[Dataset excerpts]
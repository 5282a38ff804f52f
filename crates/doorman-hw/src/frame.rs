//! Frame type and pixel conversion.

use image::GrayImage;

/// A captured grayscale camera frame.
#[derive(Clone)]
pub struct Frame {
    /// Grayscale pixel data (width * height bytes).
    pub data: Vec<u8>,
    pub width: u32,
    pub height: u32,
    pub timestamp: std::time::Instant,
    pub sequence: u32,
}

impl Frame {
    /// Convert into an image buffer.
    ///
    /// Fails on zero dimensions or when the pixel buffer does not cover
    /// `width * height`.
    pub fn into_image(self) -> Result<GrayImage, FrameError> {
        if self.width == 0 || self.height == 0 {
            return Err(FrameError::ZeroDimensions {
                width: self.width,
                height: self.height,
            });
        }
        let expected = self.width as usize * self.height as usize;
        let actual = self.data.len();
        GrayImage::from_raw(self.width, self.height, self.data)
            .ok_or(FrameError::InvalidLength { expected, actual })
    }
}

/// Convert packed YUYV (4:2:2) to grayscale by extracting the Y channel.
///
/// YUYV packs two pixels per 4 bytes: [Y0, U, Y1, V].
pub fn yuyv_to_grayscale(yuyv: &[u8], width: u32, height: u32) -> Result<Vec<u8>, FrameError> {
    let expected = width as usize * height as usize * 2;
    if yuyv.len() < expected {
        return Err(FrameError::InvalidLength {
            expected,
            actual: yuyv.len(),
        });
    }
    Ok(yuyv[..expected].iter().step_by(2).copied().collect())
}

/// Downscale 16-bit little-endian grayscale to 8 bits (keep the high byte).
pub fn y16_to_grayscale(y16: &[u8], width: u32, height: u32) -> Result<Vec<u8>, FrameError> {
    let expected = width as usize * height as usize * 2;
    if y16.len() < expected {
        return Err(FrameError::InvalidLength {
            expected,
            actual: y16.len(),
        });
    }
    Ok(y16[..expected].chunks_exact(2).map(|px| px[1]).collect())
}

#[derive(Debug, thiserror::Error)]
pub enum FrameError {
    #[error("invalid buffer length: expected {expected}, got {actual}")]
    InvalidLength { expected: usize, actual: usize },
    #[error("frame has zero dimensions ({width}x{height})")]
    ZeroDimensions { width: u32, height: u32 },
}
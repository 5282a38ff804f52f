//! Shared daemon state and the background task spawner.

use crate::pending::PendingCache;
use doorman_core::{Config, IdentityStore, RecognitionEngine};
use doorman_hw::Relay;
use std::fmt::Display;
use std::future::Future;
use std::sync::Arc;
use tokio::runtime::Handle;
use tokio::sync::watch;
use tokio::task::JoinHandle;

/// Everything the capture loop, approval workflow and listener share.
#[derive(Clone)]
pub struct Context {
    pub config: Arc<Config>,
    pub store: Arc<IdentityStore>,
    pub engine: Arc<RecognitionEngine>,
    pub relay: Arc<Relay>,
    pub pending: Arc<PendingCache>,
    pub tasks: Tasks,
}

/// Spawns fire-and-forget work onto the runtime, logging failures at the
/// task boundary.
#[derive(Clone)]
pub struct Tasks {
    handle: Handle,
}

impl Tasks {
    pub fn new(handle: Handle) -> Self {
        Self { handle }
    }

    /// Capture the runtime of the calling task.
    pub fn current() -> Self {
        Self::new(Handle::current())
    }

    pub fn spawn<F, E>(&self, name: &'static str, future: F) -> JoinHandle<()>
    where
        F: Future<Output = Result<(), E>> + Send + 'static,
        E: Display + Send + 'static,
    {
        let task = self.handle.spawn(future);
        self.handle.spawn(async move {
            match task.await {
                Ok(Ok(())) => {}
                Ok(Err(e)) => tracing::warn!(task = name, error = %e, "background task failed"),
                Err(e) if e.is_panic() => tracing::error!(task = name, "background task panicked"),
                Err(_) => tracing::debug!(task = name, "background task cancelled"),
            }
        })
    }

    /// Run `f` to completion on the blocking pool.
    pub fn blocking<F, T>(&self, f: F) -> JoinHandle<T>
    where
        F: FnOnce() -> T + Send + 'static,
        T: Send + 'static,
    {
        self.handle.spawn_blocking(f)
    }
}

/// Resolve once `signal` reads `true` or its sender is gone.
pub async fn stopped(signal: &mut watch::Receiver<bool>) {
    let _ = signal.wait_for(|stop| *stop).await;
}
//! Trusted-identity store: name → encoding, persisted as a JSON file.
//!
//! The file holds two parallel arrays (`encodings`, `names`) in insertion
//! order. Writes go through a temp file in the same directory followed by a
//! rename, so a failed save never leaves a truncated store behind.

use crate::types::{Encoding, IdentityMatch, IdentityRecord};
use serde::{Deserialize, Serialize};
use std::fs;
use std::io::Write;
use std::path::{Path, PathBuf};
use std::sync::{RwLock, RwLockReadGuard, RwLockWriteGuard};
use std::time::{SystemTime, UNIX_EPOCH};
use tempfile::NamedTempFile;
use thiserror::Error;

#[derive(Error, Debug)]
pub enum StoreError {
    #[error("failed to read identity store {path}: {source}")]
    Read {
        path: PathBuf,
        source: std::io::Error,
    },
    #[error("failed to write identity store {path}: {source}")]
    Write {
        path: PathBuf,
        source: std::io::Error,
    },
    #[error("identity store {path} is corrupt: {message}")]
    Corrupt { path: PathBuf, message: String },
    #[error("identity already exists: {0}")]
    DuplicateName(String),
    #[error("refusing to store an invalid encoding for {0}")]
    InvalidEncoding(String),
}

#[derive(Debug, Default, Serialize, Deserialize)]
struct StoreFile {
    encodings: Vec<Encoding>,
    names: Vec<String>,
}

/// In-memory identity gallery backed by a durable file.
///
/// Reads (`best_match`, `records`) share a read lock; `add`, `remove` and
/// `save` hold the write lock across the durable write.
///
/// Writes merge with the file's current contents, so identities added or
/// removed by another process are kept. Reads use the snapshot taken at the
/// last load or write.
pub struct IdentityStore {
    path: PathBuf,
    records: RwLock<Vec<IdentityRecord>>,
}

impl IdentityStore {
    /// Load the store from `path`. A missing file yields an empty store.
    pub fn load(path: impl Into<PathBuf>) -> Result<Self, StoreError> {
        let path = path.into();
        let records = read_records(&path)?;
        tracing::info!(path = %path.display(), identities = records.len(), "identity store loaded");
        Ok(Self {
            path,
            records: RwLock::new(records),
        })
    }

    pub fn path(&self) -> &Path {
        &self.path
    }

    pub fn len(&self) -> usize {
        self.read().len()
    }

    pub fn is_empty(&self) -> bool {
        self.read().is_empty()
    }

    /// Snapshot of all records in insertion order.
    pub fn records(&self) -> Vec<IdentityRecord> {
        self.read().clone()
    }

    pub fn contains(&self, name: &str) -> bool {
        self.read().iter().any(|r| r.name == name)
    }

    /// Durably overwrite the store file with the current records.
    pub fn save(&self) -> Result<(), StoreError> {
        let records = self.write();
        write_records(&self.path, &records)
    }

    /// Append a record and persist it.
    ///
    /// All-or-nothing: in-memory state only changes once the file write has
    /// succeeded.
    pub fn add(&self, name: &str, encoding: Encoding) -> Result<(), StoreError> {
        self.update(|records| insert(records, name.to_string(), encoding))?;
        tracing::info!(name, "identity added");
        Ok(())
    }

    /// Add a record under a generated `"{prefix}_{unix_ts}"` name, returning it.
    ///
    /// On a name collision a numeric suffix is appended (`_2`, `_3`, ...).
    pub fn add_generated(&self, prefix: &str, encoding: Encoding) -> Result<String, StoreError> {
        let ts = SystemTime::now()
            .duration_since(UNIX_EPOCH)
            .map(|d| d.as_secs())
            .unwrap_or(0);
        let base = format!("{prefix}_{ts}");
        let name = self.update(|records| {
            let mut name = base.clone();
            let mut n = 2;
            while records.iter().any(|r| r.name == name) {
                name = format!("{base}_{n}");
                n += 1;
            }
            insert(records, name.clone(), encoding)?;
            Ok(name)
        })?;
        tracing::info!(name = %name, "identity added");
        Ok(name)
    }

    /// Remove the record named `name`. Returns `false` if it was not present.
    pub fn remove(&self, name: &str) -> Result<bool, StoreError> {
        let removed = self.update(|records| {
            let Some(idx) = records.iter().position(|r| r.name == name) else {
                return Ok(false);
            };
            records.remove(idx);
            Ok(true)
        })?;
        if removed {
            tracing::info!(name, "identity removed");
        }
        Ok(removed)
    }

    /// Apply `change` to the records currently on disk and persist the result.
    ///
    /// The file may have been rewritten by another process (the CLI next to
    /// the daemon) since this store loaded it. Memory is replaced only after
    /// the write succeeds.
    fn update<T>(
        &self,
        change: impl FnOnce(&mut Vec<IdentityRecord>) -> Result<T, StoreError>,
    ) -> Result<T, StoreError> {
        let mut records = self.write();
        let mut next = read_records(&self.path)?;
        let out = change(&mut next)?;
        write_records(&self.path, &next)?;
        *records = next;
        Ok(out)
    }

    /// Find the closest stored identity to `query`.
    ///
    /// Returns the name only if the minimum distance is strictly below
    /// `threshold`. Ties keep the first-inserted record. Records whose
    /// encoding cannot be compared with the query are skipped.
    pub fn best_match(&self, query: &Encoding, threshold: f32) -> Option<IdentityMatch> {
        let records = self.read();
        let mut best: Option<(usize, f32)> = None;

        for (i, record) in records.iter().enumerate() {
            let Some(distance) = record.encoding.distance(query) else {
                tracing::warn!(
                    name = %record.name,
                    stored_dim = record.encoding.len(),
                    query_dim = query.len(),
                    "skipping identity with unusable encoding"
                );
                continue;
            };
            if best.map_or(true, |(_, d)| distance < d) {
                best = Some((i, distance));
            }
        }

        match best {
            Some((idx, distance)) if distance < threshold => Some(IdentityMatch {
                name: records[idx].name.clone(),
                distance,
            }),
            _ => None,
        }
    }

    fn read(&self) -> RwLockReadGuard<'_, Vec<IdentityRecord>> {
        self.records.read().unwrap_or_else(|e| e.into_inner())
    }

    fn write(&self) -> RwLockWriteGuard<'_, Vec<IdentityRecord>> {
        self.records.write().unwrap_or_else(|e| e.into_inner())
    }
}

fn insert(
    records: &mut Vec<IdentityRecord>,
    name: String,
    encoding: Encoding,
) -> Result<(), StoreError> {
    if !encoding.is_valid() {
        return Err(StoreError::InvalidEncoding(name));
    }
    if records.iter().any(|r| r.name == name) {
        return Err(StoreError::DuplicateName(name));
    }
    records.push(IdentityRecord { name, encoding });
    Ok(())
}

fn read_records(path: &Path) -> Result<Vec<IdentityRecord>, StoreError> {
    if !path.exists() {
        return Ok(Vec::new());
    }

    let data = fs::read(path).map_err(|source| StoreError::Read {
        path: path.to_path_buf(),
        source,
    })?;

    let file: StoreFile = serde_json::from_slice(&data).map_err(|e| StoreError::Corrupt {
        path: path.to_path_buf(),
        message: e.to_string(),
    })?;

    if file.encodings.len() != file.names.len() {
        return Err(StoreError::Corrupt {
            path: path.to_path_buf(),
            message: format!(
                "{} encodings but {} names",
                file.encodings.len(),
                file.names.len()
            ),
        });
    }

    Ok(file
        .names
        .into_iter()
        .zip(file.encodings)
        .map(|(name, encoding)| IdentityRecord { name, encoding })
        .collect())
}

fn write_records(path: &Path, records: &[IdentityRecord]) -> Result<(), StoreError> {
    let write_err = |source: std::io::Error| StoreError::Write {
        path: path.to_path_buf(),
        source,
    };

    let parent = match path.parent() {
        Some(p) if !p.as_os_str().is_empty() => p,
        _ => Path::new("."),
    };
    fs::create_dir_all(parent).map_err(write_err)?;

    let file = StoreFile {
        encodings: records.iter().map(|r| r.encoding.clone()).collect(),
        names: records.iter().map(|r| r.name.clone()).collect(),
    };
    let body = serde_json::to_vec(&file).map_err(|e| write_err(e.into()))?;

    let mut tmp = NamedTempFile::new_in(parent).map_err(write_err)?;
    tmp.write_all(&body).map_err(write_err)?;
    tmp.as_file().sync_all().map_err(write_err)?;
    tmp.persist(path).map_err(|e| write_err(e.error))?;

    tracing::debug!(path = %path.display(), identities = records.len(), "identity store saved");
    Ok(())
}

**TRY IT**
Look through the entries above and find each line where the word "threshold" occurs; copy those lines.

**EXPECTED ANSWER**
    /// `threshold`. Ties keep the first-inserted record. Records whose
    pub fn best_match(&self, query: &Encoding, threshold: f32) -> Option<IdentityMatch> {
            Some((idx, distance)) if distance < threshold => Some(IdentityMatch {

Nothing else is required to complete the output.